Anglican cleric, hymn-writer, and abolitionist (1725–1807)

John Newton (/ˈnjuːtən/; – 21 December 1807) was an English evangelical Anglican cleric and slavery abolitionist. He had previously been a captain of slave ships and an investor in the slave trade. Newton served as a sailor in the Royal Navy (after forced recruitment) and was a servant for a time in West Africa. Newton is noted for being author of the hymns "Amazing Grace" and "Glorious Things of Thee Are Spoken".

Newton went to sea at a young age and worked on slave ships in the Atlantic slave trade for several years. After retiring from active sea-faring, he continued to invest in the slave trade. Some years after experiencing a conversion to Christianity during his rescue, Newton renounced his trade and became a prominent supporter of abolitionism. Now an evangelical, Newton was ordained as a Church of England cleric and served as parish priest at Olney, Buckinghamshire, for two decades and wrote hymns.

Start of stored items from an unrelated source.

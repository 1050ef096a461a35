use url::Url;

/// Coerces a user-supplied string into an absolute `http(s)://` URL.
///
/// Leading and trailing whitespace is stripped, `feed://` is rewritten to
/// `http://`, existing `http://` and `https://` URLs are kept verbatim, and
/// anything else gets `http://` prepended. This never fails: a malformed host
/// is passed through untouched and left for the fetcher to reject.
///
/// # Examples
///
/// ```
/// use feedfinder2::util::coerce_url;
///
/// assert_eq!(coerce_url("feed://example.com/f.xml"), "http://example.com/f.xml");
/// assert_eq!(coerce_url("example.com"), "http://example.com");
/// assert_eq!(coerce_url("https://example.com"), "https://example.com");
/// ```
pub fn coerce_url(input: &str) -> String {
    let url = input.trim();

    if let Some(rest) = url.strip_prefix("feed://") {
        return format!("http://{rest}");
    }

    if url.starts_with("http://") || url.starts_with("https://") {
        return url.to_owned();
    }

    format!("http://{url}")
}

/// Resolves a possibly relative `href` against `base` (RFC 3986 semantics).
///
/// Returns `None` when the href cannot be joined, e.g. a malformed authority
/// in a scheme-relative link.
pub fn resolve_url(base: &Url, href: &str) -> Option<Url> {
    match base.join(href) {
        Ok(resolved) => Some(resolved),
        Err(e) => {
            tracing::debug!(base = %base, href = %href, error = %e, "Skipping unresolvable link");
            None
        }
    }
}
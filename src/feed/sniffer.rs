//! Cheap textual feed detection and candidate link extraction.
//!
//! Nothing here understands RSS or Atom. A document counts as a feed when it
//! carries root-level feed markers and no `<html` tag; candidate links are
//! picked out of HTML by MIME type, file extension, or keyword.

use crate::util::resolve_url;
use scraper::{Html, Selector};
use url::Url;

/// `<link type="...">` values that announce a feed.
pub const FEED_LINK_TYPES: [&str; 5] = [
    "application/rss+xml",
    "text/xml",
    "application/atom+xml",
    "application/x.atom+xml",
    "application/x-atom+xml",
];

const FEED_SUFFIXES: [&str; 4] = [".rss", ".rdf", ".xml", ".atom"];
const FEEDLIKE_KEYWORDS: [&str; 5] = ["rss", "rdf", "xml", "atom", "feed"];

/// Counts feed markers (`<rss`, `<rdf`, `<feed`) in `text`, case-insensitively.
///
/// Returns 0 for anything containing `<html`, even if feed markers are also
/// present: a page mentioning `<rss` in an icon's alt text is still a page.
pub fn feed_marker_count(text: &str) -> usize {
    let data = text.to_lowercase();
    if data.contains("<html") {
        return 0;
    }
    ["<rss", "<rdf", "<feed"]
        .iter()
        .map(|marker| data.matches(marker).count())
        .sum()
}

/// Whether `text` looks like feed markup.
pub fn is_feed_data(text: &str) -> bool {
    feed_marker_count(text) > 0
}

/// Whether the href ends in a feed file extension.
pub fn is_feed_url(href: &str) -> bool {
    let lower = href.to_lowercase();
    FEED_SUFFIXES.iter().any(|suffix| lower.ends_with(suffix))
}

/// Whether the href mentions a feed keyword anywhere.
pub fn is_feedlike_url(href: &str) -> bool {
    let lower = href.to_lowercase();
    FEEDLIKE_KEYWORDS.iter().any(|keyword| lower.contains(keyword))
}

/// `<a>` hrefs that may point at feeds, split by how confident we are.
#[derive(Debug, Default, Clone, PartialEq, Eq)]
pub struct AnchorCandidates {
    /// Relative hrefs with a feed file extension.
    pub local: Vec<String>,
    /// Any href mentioning a feed keyword, absolute or not.
    pub remote: Vec<String>,
}

/// Resolves the `href` of every `<link>` whose `type` is a feed MIME type.
///
/// A missing `href` resolves as the empty string, i.e. to `base` itself.
pub fn link_tag_candidates(document: &Html, base: &Url) -> Vec<Url> {
    let Ok(selector) = Selector::parse("link") else {
        return Vec::new();
    };

    document
        .select(&selector)
        .filter(|link| {
            link.value()
                .attr("type")
                .is_some_and(|kind| FEED_LINK_TYPES.contains(&kind))
        })
        .filter_map(|link| resolve_url(base, link.value().attr("href").unwrap_or("")))
        .collect()
}

/// Collects raw `<a href>` values that look like feeds.
///
/// The two lists are not exclusive: `/index.rss` lands in both.
pub fn anchor_candidates(document: &Html) -> AnchorCandidates {
    let mut candidates = AnchorCandidates::default();
    let Ok(selector) = Selector::parse("a[href]") else {
        return candidates;
    };

    for anchor in document.select(&selector) {
        let Some(href) = anchor.value().attr("href") else {
            continue;
        };
        if !href.contains("://") && is_feed_url(href) {
            candidates.local.push(href.to_owned());
        }
        if is_feedlike_url(href) {
            candidates.remote.push(href.to_owned());
        }
    }

    candidates
}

Newton lived to see the British Empire's abolition of the African slave trade in 1807, just a few months before his death.

==Early life==
John Newton was born in Wapping, London, on , the son of John Newton the Elder, a shipmaster in the Mediterranean service, and Elizabeth (née Scatliff). Elizabeth was the only daughter of Simon Scatliff, an instrument maker from London. Elizabeth was brought up as a Nonconformist. She died of tuberculosis (then called consumption) in July 1732, a few weeks before her son's seventh birthday. Newton spent two years at a boarding school, before going to live at Aveley in Essex, the home of his father's new wife.

Newton first went to sea at age 11 with his father and sailed six voyages before his father retired in 1742. At that time, Newton's father made plans for him to work at a sugarcane plantation in Jamaica. Instead, Newton signed on with a merchant ship sailing to the Mediterranean Sea.

===Impressment into naval service===
In 1743, while going to visit friends, Newton was pressed into the Royal Navy. He became a midshipman aboard HMS Harwich. At one point, Newton tried to desert and was punished in front of the crew. Stripped to the waist and tied to the grating, he received a flogging and was reduced to the rank of a common seaman.

Following that disgrace and humiliation, Newton initially contemplated murdering the captain and committing suicide by throwing himself overboard. Newton recovered both physically and mentally. Later, while Harwich was en route to India, he transferred to Pegasus, a slave ship bound for West Africa. In what was known as the "triangular trade", the ship carried goods to Africa and traded them for slaves to be shipped to the colonies in the Caribbean and North America.

===Enslavement and rescue===
Newton did not get along with the crew of Pegasus. In 1745, he traded to a slaver and was taken to the coast of Sierra Leone. Newton later recounted this period as the time he was "once an infidel and libertine, a servant of slaves in West Africa."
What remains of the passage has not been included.